→ **Exercise**
Copy each line of the records below that mentions the word "created".

Saved data entries:
####
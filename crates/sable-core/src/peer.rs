//! Cache-peer records
//!
//! A `CachePeer` describes one configured upstream (a parent or sibling
//! proxy). Connection descriptors hold weak back-references to these
//! records, so a reconfiguration may drop a peer while descriptors that
//! point at it are still in flight.

use std::fmt;
use std::sync::atomic::{AtomicU32, Ordering};

/// A configured upstream peer.
///
/// Peer identity is allocation identity: two connections lead to the
/// same peer iff they reference the same `CachePeer` record. Requests
/// going straight to an origin server carry no peer record at all.
#[derive(Debug)]
pub struct CachePeer {
    /// Name from the configuration, used in logs
    name: String,

    /// Host this peer resolves through
    host: String,

    /// Open connections currently accounted to this peer
    open_connections: AtomicU32,
}

impl CachePeer {
    /// Create a peer record.
    pub fn new(name: impl Into<String>, host: impl Into<String>) -> Self {
        Self {
            name: name.into(),
            host: host.into(),
            open_connections: AtomicU32::new(0),
        }
    }

    /// Configured peer name.
    #[must_use]
    pub fn name(&self) -> &str {
        &self.name
    }

    /// Host the peer resolves through.
    #[must_use]
    pub fn host(&self) -> &str {
        &self.host
    }

    /// Number of connections currently open to this peer.
    #[must_use]
    pub fn open_connections(&self) -> u32 {
        self.open_connections.load(Ordering::Relaxed)
    }

    /// Account a newly opened connection.
    pub fn note_connection_opened(&self) {
        self.open_connections.fetch_add(1, Ordering::Relaxed);
    }

    /// Account a closed connection.
    pub fn note_connection_closed(&self) {
        let previous = self.open_connections.fetch_sub(1, Ordering::Relaxed);
        debug_assert!(previous > 0, "peer {} lost an unopened connection", self.name);
    }
}

impl fmt::Display for CachePeer {
    fn fmt(&self, f: &mut fmt::Formatter<'_>) -> fmt::Result {
        write!(f, "{}", self.name)
    }
}

#[cfg(test)]
mod tests {
    use super::*;

    #[test]
    fn test_connection_accounting() {
        let peer = CachePeer::new("cache1", "cache1.example.net");
        assert_eq!(peer.open_connections(), 0);

        peer.note_connection_opened();
        peer.note_connection_opened();
        assert_eq!(peer.open_connections(), 2);

        peer.note_connection_closed();
        assert_eq!(peer.open_connections(), 1);
    }

    #[test]
    fn test_display_uses_name() {
        let peer = CachePeer::new("sibling-a", "10.0.0.7");
        assert_eq!(peer.to_string(), "sibling-a");
    }
}
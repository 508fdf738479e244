//! Local transient entries
//!
//! A `CollapseEntry` is one worker's view of an in-flight miss: the
//! request metadata plus this worker's attachment to the shared slot.
//! The writer worker creates its entry before publishing; readers get
//! synthetic entries built from the slot's extras.

use std::sync::Mutex;
use std::sync::PoisonError;

use crate::key::{CacheKey, Method, RequestFlags};

/// A worker's relation to a transient slot.
#[derive(Debug, Clone, Copy, PartialEq, Eq, Default)]
pub enum IoRole {
    /// Not attached to any slot yet
    #[default]
    Idle,
    /// Attached with a read lock, consuming the writer's progress
    Reading,
    /// Attached with the write lock, producing the response
    Writing,
    /// Attachment finished; the entry no longer tracks a slot
    Done,
}

/// This worker's attachment state, updated by the [`Transients`] index.
///
/// [`Transients`]: crate::index::Transients
#[derive(Debug, Default)]
pub(crate) struct Attachment {
    pub index: Option<usize>,
    pub io: IoRole,
}

/// One worker's record of an in-flight miss.
#[derive(Debug)]
pub struct CollapseEntry {
    key: CacheKey,
    url: String,
    method: Method,
    flags: RequestFlags,
    pub(crate) attachment: Mutex<Attachment>,
}

impl CollapseEntry {
    /// Create a detached entry for a request this worker handles.
    #[must_use]
    pub fn new(key: CacheKey, url: impl Into<String>, method: Method, flags: RequestFlags) -> Self {
        Self {
            key,
            url: url.into(),
            method,
            flags,
            attachment: Mutex::new(Attachment::default()),
        }
    }

    /// Cache key this entry collapses under.
    #[must_use]
    pub fn key(&self) -> CacheKey {
        self.key
    }

    /// Request URL.
    #[must_use]
    pub fn url(&self) -> &str {
        &self.url
    }

    /// Request method.
    #[must_use]
    pub fn method(&self) -> Method {
        self.method
    }

    /// Request flags inherited by readers.
    #[must_use]
    pub fn flags(&self) -> RequestFlags {
        self.flags
    }

    /// This worker's current role for the entry.
    #[must_use]
    pub fn io_role(&self) -> IoRole {
        self.lock_attachment().io
    }

    /// The shared slot this entry is attached to, if any.
    #[must_use]
    pub fn index(&self) -> Option<usize> {
        self.lock_attachment().index
    }

    /// Whether the entry currently tracks a shared slot.
    #[must_use]
    pub fn attached(&self) -> bool {
        self.index().is_some()
    }

    pub(crate) fn bind(&self, index: usize, io: IoRole) {
        let mut attachment = self.lock_attachment();
        attachment.index = Some(index);
        attachment.io = io;
    }

    pub(crate) fn lock_attachment(&self) -> std::sync::MutexGuard<'_, Attachment> {
        self.attachment.lock().unwrap_or_else(PoisonError::into_inner)
    }
}
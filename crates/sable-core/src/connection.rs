//! Connection descriptors
//!
//! A `Connection` is the value object the forwarding engine moves
//! around: an address pair, the family derived from the remote address,
//! a weak back-reference to the cache peer the address belongs to, and
//! the kernel socket once one is open. Descriptors outlive sockets (a
//! candidate path is a descriptor with no socket yet) and may outlive
//! their peer record (reconfiguration drops peers independently).

use std::fmt;
use std::net::{Ipv4Addr, SocketAddr};
use std::sync::{Arc, Weak};
use std::time::{Duration, Instant};

use tokio::net::TcpStream;
use tracing::warn;

use crate::peer::CachePeer;

/// Protocol family of a candidate path, derived from its remote address.
#[derive(Debug, Clone, Copy, PartialEq, Eq)]
pub enum AddressFamily {
    /// IPv4
    V4,
    /// IPv6
    V6,
}

impl AddressFamily {
    /// The family of the given address.
    #[must_use]
    pub fn of(addr: &SocketAddr) -> Self {
        if addr.is_ipv4() {
            Self::V4
        } else {
            Self::V6
        }
    }
}

impl fmt::Display for AddressFamily {
    fn fmt(&self, f: &mut fmt::Formatter<'_>) -> fmt::Result {
        match self {
            Self::V4 => write!(f, "v4"),
            Self::V6 => write!(f, "v6"),
        }
    }
}

/// What the TLS layer learned while negotiating on this connection.
#[derive(Debug, Clone, Default)]
pub struct NegotiationHistory {
    /// Negotiated protocol version, when the handshake got that far
    pub protocol: Option<String>,

    /// Negotiated cipher suite
    pub cipher: Option<String>,

    /// Whether a ServerHello was parsed on this connection
    pub server_hello_seen: bool,
}

/// One local/remote address pair and, once opened, its socket.
#[derive(Debug)]
pub struct Connection {
    local: SocketAddr,
    remote: SocketAddr,
    peer: Weak<CachePeer>,
    socket: Option<TcpStream>,
    start_time: Instant,
    tls_history: Option<Box<NegotiationHistory>>,
}

impl Default for Connection {
    fn default() -> Self {
        Self::new()
    }
}

impl Connection {
    /// Create a closed descriptor with unspecified addresses.
    #[must_use]
    pub fn new() -> Self {
        let unspecified = SocketAddr::from((Ipv4Addr::UNSPECIFIED, 0));
        Self {
            local: unspecified,
            remote: unspecified,
            peer: Weak::new(),
            socket: None,
            start_time: Instant::now(),
            tls_history: None,
        }
    }

    /// Set the local/remote address pair.
    pub fn set_addrs(&mut self, local: SocketAddr, remote: SocketAddr) {
        self.local = local;
        self.remote = remote;
    }

    /// Local address.
    #[must_use]
    pub fn local(&self) -> SocketAddr {
        self.local
    }

    /// Remote address.
    #[must_use]
    pub fn remote(&self) -> SocketAddr {
        self.remote
    }

    /// Protocol family of the remote address.
    #[must_use]
    pub fn family(&self) -> AddressFamily {
        AddressFamily::of(&self.remote)
    }

    /// Bind this descriptor to a cache peer, or to none (direct origin).
    pub fn set_peer(&mut self, peer: Option<&Arc<CachePeer>>) {
        self.peer = peer.map_or_else(Weak::new, Arc::downgrade);
    }

    /// The peer this path leads to, unless the record was dropped.
    #[must_use]
    pub fn peer(&self) -> Option<Arc<CachePeer>> {
        self.peer.upgrade()
    }

    /// Whether both descriptors lead to the same peer.
    ///
    /// Identity is the peer record allocation; two descriptors with no
    /// peer at all belong to the same (direct origin) group.
    #[must_use]
    pub fn same_peer_as(&self, other: &Connection) -> bool {
        Weak::ptr_eq(&self.peer, &other.peer)
    }

    /// Whether a socket is open on this descriptor.
    #[must_use]
    pub fn is_open(&self) -> bool {
        self.socket.is_some()
    }

    /// The open socket, if any.
    #[must_use]
    pub fn socket(&self) -> Option<&TcpStream> {
        self.socket.as_ref()
    }

    /// Install a freshly opened socket and account it to the peer.
    pub fn adopt_socket(&mut self, socket: TcpStream) {
        debug_assert!(self.socket.is_none(), "socket adopted twice");
        self.socket = Some(socket);
        self.start_time = Instant::now();
        if let Some(peer) = self.peer.upgrade() {
            peer.note_connection_opened();
        }
    }

    /// Close the socket, if open, and notify the peer exactly once.
    ///
    /// Closing a descriptor that never opened is a no-op.
    pub fn close(&mut self) {
        if let Some(socket) = self.socket.take() {
            drop(socket);
            if let Some(peer) = self.peer.upgrade() {
                peer.note_connection_closed();
            }
        }
    }

    /// Clone everything except the socket, which resets to closed.
    #[must_use]
    pub fn copy_details(&self) -> Connection {
        Connection {
            local: self.local,
            remote: self.remote,
            peer: self.peer.clone(),
            socket: None,
            start_time: self.start_time,
            tls_history: self.tls_history.clone(),
        }
    }

    /// Time since the socket was opened (or the descriptor created).
    #[must_use]
    pub fn age(&self) -> Duration {
        self.start_time.elapsed()
    }

    /// How long this connection may still be used.
    ///
    /// The minimum of the caller's idle timeout and what remains of the
    /// persistent-connection lifetime cap. With the cap disabled, the
    /// idle timeout passes through unchanged; a connection past its cap
    /// still gets one second to finish.
    #[must_use]
    pub fn time_left(&self, idle_timeout: Duration, pconn_lifetime: Option<Duration>) -> Duration {
        let Some(cap) = pconn_lifetime else {
            return idle_timeout;
        };
        let age = self.age();
        let lifetime_left = if age < cap {
            cap - age
        } else {
            Duration::from_secs(1)
        };
        lifetime_left.min(idle_timeout)
    }

    /// TLS negotiation history, allocated on first use.
    pub fn tls_negotiations(&mut self) -> &mut NegotiationHistory {
        self.tls_history.get_or_insert_with(Default::default).as_mut()
    }

    /// TLS negotiation history, if any negotiation touched this
    /// connection.
    #[must_use]
    pub fn tls_history(&self) -> Option<&NegotiationHistory> {
        self.tls_history.as_deref()
    }
}

impl Drop for Connection {
    fn drop(&mut self) {
        if self.is_open() {
            warn!(remote = %self.remote, "orphan connection closed at destruction");
            self.close();
        }
    }
}

impl fmt::Display for Connection {
    fn fmt(&self, f: &mut fmt::Formatter<'_>) -> fmt::Result {
        write!(f, "{}-{}", self.local, self.remote)?;
        if let Some(peer) = self.peer() {
            write!(f, " via {peer}")?;
        }
        Ok(())
    }
}
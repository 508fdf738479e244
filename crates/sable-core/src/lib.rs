//! # sable-core
//!
//! Per-worker building blocks of the sable forwarding engine:
//! - Connection descriptors and cache-peer records
//! - The candidate path book (ordered prime/spare selection with retry)
//! - The ambient task context used to tag diagnostics
//! - Forwarding configuration
//!
//! ## Architecture
//!
//! ```text
//! ┌─────────────────────────────────────────────────────────────┐
//! │                     Forwarding engine                        │
//! │   (owns a PathBook, extracts Connections, retries losers)   │
//! ├─────────────────────────────────────────────────────────────┤
//! │   PathBook          │  Connection / CachePeer               │
//! │   (candidate order) │  (addresses, socket, peer back-ref)   │
//! ├─────────────────────────────────────────────────────────────┤
//! │              Task context (ambient diagnostics tag)          │
//! └─────────────────────────────────────────────────────────────┘
//! ```
//!
//! Everything in this crate is worker-local: one cooperative event loop
//! owns each value, and nothing here is shared across workers.

#![warn(missing_docs)]
#![warn(clippy::all)]

pub mod config;
pub mod connection;
pub mod context;
pub mod error;
pub mod paths;
pub mod peer;

pub use config::{CollapseConfig, ForwardConfig};
pub use connection::{AddressFamily, Connection, NegotiationHistory};
pub use context::{ContextGuard, TaskContext, call_service_back, current, reset, run_in};
pub use error::ConfigError;
pub use paths::{ExtractedPath, PathBook};
pub use peer::CachePeer;
//! The TLS peer-negotiation driver
//!
//! A one-shot asynchronous job: given an open connection and a TLS
//! session factory, drive the client handshake to completion and report
//! the outcome through a completion token. The job owns the connection
//! while it runs and hands it back in the answer.
//!
//! One async dependency is outstanding at any time: a readable wait, a
//! writable wait, a validator round-trip, or a certificate download.
//! Negotiation is always re-entered through the scheduler, never
//! directly from whatever completed.

use std::collections::VecDeque;
use std::sync::Arc;
use std::time::{Duration, Instant};

use tokio::io::Interest;
use tokio::task::JoinHandle;
use tracing::{debug, trace, warn};

use sable_core::connection::Connection;

use crate::completion::Completion;
use crate::error::{HandshakeError, HandshakeFailure};
use crate::fetcher::CertFetcher;
use crate::session::{
    CertError, ErrorDetail, HandshakeStep, SessionInitError, StepError, StepErrorClass,
    TlsSession, issuer_uri_if_missing, missing_issuer_urls,
};
use crate::validator::{
    CertErrorPolicy, CertValidator, ValidationRequest, ValidationResult, ValidatorErrorItem,
};

/// Most intermediate-certificate downloads one connection may trigger.
pub const MAX_CERT_DOWNLOADS: u32 = 10;

/// Deepest allowed download-triggers-download nesting.
pub const MAX_NESTED_DOWNLOADS: u32 = 3;

/// Allocates the TLS session once the connection checks out.
pub type SessionFactory<S> =
    Box<dyn FnOnce(&Connection) -> Result<S, SessionInitError> + Send>;

/// Knobs and collaborators for one negotiation job.
pub struct HandshakeParams {
    /// Overall negotiation deadline; `None` leaves only the read
    /// timeout
    pub negotiation_timeout: Option<Duration>,

    /// Global read timeout capping every readable wait
    pub read_timeout: Duration,

    /// Whether to consult the external validator after the handshake
    pub use_cert_validator: bool,

    /// The external validator, when one is configured
    pub validator: Option<Arc<dyn CertValidator>>,

    /// Downloader for missing intermediate certificates
    pub fetcher: Option<Arc<dyn CertFetcher>>,

    /// Which certificate errors the configuration bypasses
    pub cert_error_policy: Option<Arc<dyn CertErrorPolicy>>,

    /// Download nesting depth inherited from the request that spawned
    /// this job
    pub nesting_level: u32,
}

impl Default for HandshakeParams {
    fn default() -> Self {
        Self {
            negotiation_timeout: None,
            read_timeout: Duration::from_secs(15 * 60),
            use_cert_validator: true,
            validator: None,
            fetcher: None,
            cert_error_policy: None,
            nesting_level: 0,
        }
    }
}

/// What the completion callback receives: the connection back (open on
/// success, possibly closed on failure), the negotiated session, and
/// the error if there was one.
pub struct HandshakeAnswer<S> {
    /// The connection the job was driving
    pub conn: Connection,

    /// The negotiated session on success
    pub session: Option<S>,

    /// Why negotiation failed, if it did
    pub error: Option<HandshakeError>,
}

/// One outbound TLS negotiation job.
pub struct HandshakeDriver<S: TlsSession> {
    conn: Connection,
    domain: String,
    factory: Option<SessionFactory<S>>,
    completion: Completion<HandshakeAnswer<S>>,
    params: HandshakeParams,
    started: Instant,
    missing_cert_urls: VecDeque<String>,
    certs_downloads: u32,
}
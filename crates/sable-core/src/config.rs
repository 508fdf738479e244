//! Forwarding configuration

use serde::{Deserialize, Serialize};
use std::time::Duration;

use crate::error::ConfigError;

/// Configuration for the forwarding engine and its candidate paths.
#[derive(Debug, Clone, Serialize, Deserialize)]
pub struct ForwardConfig {
    /// Upper bound on forwarding attempts per request; also the capacity
    /// hint for newly created path books
    #[serde(default = "default_forward_max_tries")]
    pub forward_max_tries: usize,

    /// Cap on the total lifetime of a persistent connection; `None`
    /// disables the cap
    #[serde(default, skip_serializing_if = "Option::is_none")]
    pub pconn_lifetime: Option<Duration>,

    /// Global read timeout applied to upstream I/O waits
    #[serde(default = "default_read_timeout")]
    pub read_timeout: Duration,
}

impl Default for ForwardConfig {
    fn default() -> Self {
        Self {
            forward_max_tries: default_forward_max_tries(),
            pconn_lifetime: None,
            read_timeout: default_read_timeout(),
        }
    }
}

impl ForwardConfig {
    /// Reject configurations the forwarding engine cannot operate with.
    pub fn validate(&self) -> Result<(), ConfigError> {
        if self.forward_max_tries == 0 {
            return Err(ConfigError::InvalidForwardMaxTries);
        }
        Ok(())
    }
}

/// Configuration for collapsed forwarding (cross-worker miss sharing).
#[derive(Debug, Clone, Serialize, Deserialize)]
pub struct CollapseConfig {
    /// Whether duplicate concurrent misses collapse onto one fetch
    #[serde(default)]
    pub collapsed_forwarding: bool,

    /// Entry limit of the shared transient table, fixed at creation
    #[serde(default = "default_shared_entries_limit")]
    pub shared_entries_limit: usize,
}

impl Default for CollapseConfig {
    fn default() -> Self {
        Self {
            collapsed_forwarding: false,
            shared_entries_limit: default_shared_entries_limit(),
        }
    }
}

fn default_forward_max_tries() -> usize {
    25
}

fn default_read_timeout() -> Duration {
    Duration::from_secs(15 * 60)
}

fn default_shared_entries_limit() -> usize {
    16384
}
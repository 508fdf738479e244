//! # sable
//!
//! Forwarding core of an HTTP(S) caching proxy, split into three
//! crates:
//!
//! - [`core`](sable_core): connection descriptors, the candidate path
//!   book, configuration, and the ambient task context
//! - [`collapse`](sable_collapse): the cross-worker transient index
//!   behind collapsed forwarding
//! - [`tls`](sable_tls): the outbound TLS peer-negotiation driver
//!
//! This crate re-exports all three for consumers that want the whole
//! forwarding surface under one roof.

#![warn(missing_docs)]
#![warn(clippy::all)]

pub use sable_collapse as collapse;
pub use sable_core as core;
pub use sable_tls as tls;
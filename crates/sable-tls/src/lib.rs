//! # sable-tls
//!
//! Drives outbound TLS handshakes for the forwarding engine: a one-shot
//! asynchronous job per connection that negotiates with the origin or
//! cache peer, hands certificate chains to an out-of-process validator,
//! and fetches missing intermediate certificates on demand.
//!
//! The TLS library itself, the validator, the downloader, and the
//! certificate-error policy are collaborators behind traits; this crate
//! owns only the state machine between them:
//!
//! ```text
//! INIT → PREPARED → NEGOTIATING → (VALIDATING)? → DONE | FAILED
//!              ↑          │
//!              └─ FETCHING_CERTS ←┘ (missing intermediates)
//! ```

#![warn(missing_docs)]
#![warn(clippy::all)]

pub mod completion;
pub mod driver;
pub mod error;
pub mod fetcher;
pub mod session;
pub mod validator;

pub use completion::{Completion, CompletionHandle, completion_channel};
pub use driver::{
    HandshakeAnswer, HandshakeDriver, HandshakeParams, MAX_CERT_DOWNLOADS, MAX_NESTED_DOWNLOADS,
};
pub use error::{HandshakeError, HandshakeFailure};
pub use fetcher::{CertFetcher, FetchOutcome};
pub use session::{
    CertError, Certificate, ErrorDetail, HandshakeStep, NegotiatedInfo, SessionInitError,
    StepError, StepErrorClass, TlsSession, missing_issuer_urls,
};
pub use validator::{
    CertErrorPolicy, CertValidator, ValidationReply, ValidationRequest, ValidationResult,
    ValidatorErrorItem,
};
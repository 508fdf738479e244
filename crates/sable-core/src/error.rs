//! Error types for the core building blocks.

use thiserror::Error;

/// Configuration errors detected before the forwarding engine starts.
#[derive(Debug, Error, Clone, Copy, PartialEq, Eq)]
pub enum ConfigError {
    /// `forward_max_tries` must be a positive number of attempts
    #[error("forward_max_tries must be greater than zero")]
    InvalidForwardMaxTries,
}
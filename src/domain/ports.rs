use super::debt::Debt;
use crate::error::Result;
use async_trait::async_trait;

/// Source of liability records handed to the engine.
#[async_trait]
pub trait DebtStore: Send + Sync {
    async fn store(&self, debt: Debt) -> Result<()>;
    async fn get(&self, id: &str) -> Result<Option<Debt>>;
    /// Every stored debt, ordered by id.
    async fn all(&self) -> Result<Vec<Debt>>;
}

pub type DebtStoreBox = Box<dyn DebtStore>;
pub type DebtStoreFactory = Box<dyn Fn() -> DebtStoreBox + Send + Sync>;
####
→ **Task result**
    /// Time since the socket was opened (or the descriptor created).
    /// hint for newly created path books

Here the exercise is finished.